EXERCISE REQUIREMENTS
What lines in the data below mention the string "registry"? Copy them out.

PROVIDED ENTRIES
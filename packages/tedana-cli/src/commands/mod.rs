pub mod classify;
pub mod reclassify;
pub mod trees;
pub mod validate;

use crate::cli::ManualArgs;
use crate::exit_codes;
use crate::output;
use serde::Serialize;
use std::collections::BTreeMap;
use tedana_rs::{Diagnosed, ManualInput, PersistedRun, Result};

pub(crate) fn manual_inputs(args: &ManualArgs) -> Result<(ManualInput, ManualInput)> {
    Ok((
        ManualInput::from_tokens(&args.manacc)?,
        ManualInput::from_tokens(&args.manrej)?,
    ))
}

#[derive(Serialize)]
struct RunSummary<'a> {
    registry: String,
    log_file: String,
    accepted: usize,
    rejected: usize,
    ignored: usize,
    files: BTreeMap<&'a str, String>,
    warnings: Vec<&'a str>,
}

/// Warnings go to stderr; the summary to stdout.
pub(crate) fn print_run_summary(result: &Diagnosed<PersistedRun>, json: bool) -> i32 {
    let run = &result.value;
    for warning in result.warnings() {
        eprintln!("Warning: {}", warning);
    }

    let summary = RunSummary {
        registry: run.registry_path.display().to_string(),
        log_file: run.log_file.display().to_string(),
        accepted: run.counts.accepted,
        rejected: run.counts.rejected,
        ignored: run.counts.ignored,
        files: run
            .registry
            .file_map()
            .into_iter()
            .map(|(role, path)| (role, path.display().to_string()))
            .collect(),
        warnings: result.warnings().collect(),
    };

    if json {
        return output::print_json(&summary);
    }

    println!(
        "{} accepted, {} rejected, {} ignored",
        summary.accepted, summary.rejected, summary.ignored
    );
    println!("Registry: {}", summary.registry);
    println!("Log: {}", summary.log_file);
    exit_codes::SUCCESS
}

SOLUTION
    registry: String,
        registry: run.registry_path.display().to_string(),
            .registry
    println!("Registry: {}", summary.registry);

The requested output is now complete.